Dann drehte sich der alte Mann um und stürmte davon. Wulfgar blieb allein im Dunkeln und mit ein paar sehr seltsamen Gedanken zurück, die ihm durch den Kopf schwirrten.
Trotz seines letzten Ausbruchs und seinem echten Ärger war Temigast sich über nichts klar geworden, als er den Kerker verließ. Er war wegen Meraldas Reaktion im Audienzsaal zu dem Barbaren gegangen – weil er die Wahrheit erfahren musste. Diese Wahrheit erschien ihm jetzt jedoch noch viel verschwommener als zuvor. Warum wollte Meralda den Barbaren nicht identifizieren, obwohl sie ihn eindeutig erkannt hatte? Warum konnte sie es nicht? Der Mann war wirklich eindrucksvoll mit seiner Größe und Schultern, die so breit waren wie die eines jungen Riesen.

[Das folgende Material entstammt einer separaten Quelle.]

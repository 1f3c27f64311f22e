use crate::shared::app_store::AppStore;
use crate::shared::image;
use contracts::domain::a001_category::{CategoryId, SubcategoryId};
use contracts::domain::a002_inventory_item::{InventoryItemDto, ItemId, SizeLabel};
use contracts::domain::common::AggregateId;
use contracts::usecases::u502_catalog_maintenance::{add_item, update_item};
use leptos::prelude::*;
use std::collections::BTreeMap;

/// Raw text of the numeric inputs, kept as typed until it parses
#[derive(Debug, Clone, Default, PartialEq)]
pub struct NumericInputs {
    pub price: String,
    pub sizes: BTreeMap<SizeLabel, String>,
}

impl NumericInputs {
    pub fn from_dto(dto: &InventoryItemDto) -> Self {
        Self {
            price: dto.price.to_string(),
            sizes: SizeLabel::all()
                .into_iter()
                .map(|size| (size, dto.sizes.get(size).to_string()))
                .collect(),
        }
    }

    /// Parse every input into `dto`; the first bad input is reported
    pub fn apply_to(&self, dto: &mut InventoryItemDto) -> Result<(), String> {
        let price = parse_price(&self.price)?;
        let mut quantities = Vec::with_capacity(self.sizes.len());
        for (size, raw) in &self.sizes {
            quantities.push((*size, parse_quantity(*size, raw)?));
        }

        dto.price = price;
        for (size, quantity) in quantities {
            dto.sizes.set(size, quantity);
        }
        Ok(())
    }
}

/// Empty input means 0
pub fn parse_price(raw: &str) -> Result<f64, String> {
    let text = raw.trim();
    if text.is_empty() {
        return Ok(0.0);
    }
    match text.parse::<f64>() {
        Ok(price) if price.is_finite() && price >= 0.0 => Ok(price),
        _ => Err(format!("Price \"{}\" is not a valid amount", text)),
    }
}

/// Empty input means 0
pub fn parse_quantity(size: SizeLabel, raw: &str) -> Result<u32, String> {
    let text = raw.trim();
    if text.is_empty() {
        return Ok(0);
    }
    text.parse::<u32>().map_err(|_| {
        format!(
            "Quantity for size {} must be a whole number, got \"{}\"",
            size, text
        )
    })
}

/// Required text fields of the form
pub fn check_required(dto: &InventoryItemDto) -> Result<(), String> {
    if dto.name.trim().is_empty() {
        return Err("Name is required".to_string());
    }
    if dto.sku.trim().is_empty() {
        return Err("SKU is required".to_string());
    }
    Ok(())
}

/// ViewModel for the item details form
#[derive(Clone, Copy)]
pub struct ItemDetailsViewModel {
    pub form: RwSignal<InventoryItemDto>,
    pub inputs: RwSignal<NumericInputs>,
    pub error: RwSignal<Option<String>>,
    pub uploading: RwSignal<bool>,
}

impl ItemDetailsViewModel {
    pub fn new() -> Self {
        let form = InventoryItemDto::default();
        Self {
            inputs: RwSignal::new(NumericInputs::from_dto(&form)),
            form: RwSignal::new(form),
            error: RwSignal::new(None),
            uploading: RwSignal::new(false),
        }
    }

    pub fn is_edit_mode(&self) -> bool {
        self.form.with(|f| f.id.is_some())
    }

    pub fn is_form_valid(&self) -> bool {
        self.form.with(|f| check_required(f).is_ok())
    }

    /// Fill the form from the store when editing an existing item
    pub fn load_if_needed(&self, store: AppStore, id: Option<ItemId>) {
        let Some(id) = id else {
            return;
        };
        match store
            .state
            .with_untracked(|s| s.item(id).map(InventoryItemDto::from))
        {
            Some(dto) => {
                self.inputs.set(NumericInputs::from_dto(&dto));
                self.form.set(dto);
            }
            None => self
                .error
                .set(Some(format!("Item {} no longer exists", id.as_string()))),
        }
    }

    /// Subcategories of the selected category as (id, name)
    pub fn subcategory_options(&self, store: AppStore) -> Vec<(SubcategoryId, String)> {
        let Some(category_id) = self.form.with(|f| f.category_id) else {
            return Vec::new();
        };
        store.state.with(|s| {
            s.taxonomy
                .get(category_id)
                .map(|c| {
                    c.subcategories
                        .iter()
                        .map(|sub| (sub.id, sub.name.clone()))
                        .collect()
                })
                .unwrap_or_default()
        })
    }

    /// A new category resets the subcategory; saving falls back to Default
    pub fn select_category(&self, raw: &str) {
        let category_id = CategoryId::from_string(raw).ok();
        self.form.update(|f| {
            if f.category_id != category_id {
                f.category_id = category_id;
                f.subcategory_id = None;
            }
        });
    }

    pub fn select_subcategory(&self, raw: &str) {
        let subcategory_id = SubcategoryId::from_string(raw).ok();
        self.form.update(|f| f.subcategory_id = subcategory_id);
    }

    pub fn set_quantity(&self, size: SizeLabel, raw: String) {
        self.inputs.update(|i| {
            i.sizes.insert(size, raw);
        });
        self.sync_inputs();
    }

    pub fn set_price(&self, raw: String) {
        self.inputs.update(|i| i.price = raw);
        self.sync_inputs();
    }

    /// Copy parsed numbers into the form, or show why they do not parse
    fn sync_inputs(&self) -> bool {
        let mut form = self.form.get_untracked();
        match self.inputs.with_untracked(|i| i.apply_to(&mut form)) {
            Ok(()) => {
                self.form.set(form);
                self.error.set(None);
                true
            }
            Err(e) => {
                self.error.set(Some(e));
                false
            }
        }
    }

    /// Read the selected image file into the form as a data URL
    pub fn attach_image(&self, store: AppStore, ev: &web_sys::Event) {
        let Some(file) = image::selected_file(ev) else {
            return;
        };
        let form = self.form;
        let error = self.error;
        let uploading = self.uploading;
        uploading.set(true);
        image::read_as_data_url(file, store.max_image_bytes(), move |result| {
            uploading.set(false);
            match result {
                Ok(data_url) => {
                    error.set(None);
                    form.update(|f| f.image = Some(data_url));
                }
                Err(e) => error.set(Some(e)),
            }
        });
    }

    pub fn clear_image(&self) {
        self.form.update(|f| f.image = None);
    }

    /// Save through the store; `on_saved` runs only on success
    pub fn save_command(&self, store: AppStore, on_saved: Callback<()>) {
        if !self.sync_inputs() {
            return;
        }
        let current = self.form.get_untracked();
        if let Err(e) = check_required(&current) {
            self.error.set(Some(e));
            return;
        }

        let result = if current.id.is_some() {
            store.mutate(|state| update_item(state, &current))
        } else {
            store.mutate(|state| add_item(state, &current).map(|_| ()))
        };

        match result {
            Ok(()) => {
                self.error.set(None);
                on_saved.run(());
            }
            Err(e) => self.error.set(Some(e.to_string())),
        }
    }
}

impl Default for ItemDetailsViewModel {
    fn default() -> Self {
        Self::new()
    }
}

Priscilla hatte Unrecht, so viel stand für Temigast fest, denn sie glaubte, Meralda hätte die Vergewaltigung genossen. »Lächerlich«, murmelte der Verwalter vor sich hin und sprach seine Gedanken aus, um einen Sinn hineinzubringen. »Absolut und vollkommen lächerlich. Aber würde Meralda ihren Vergewaltiger beschützen?«, fragte er sich ruhig.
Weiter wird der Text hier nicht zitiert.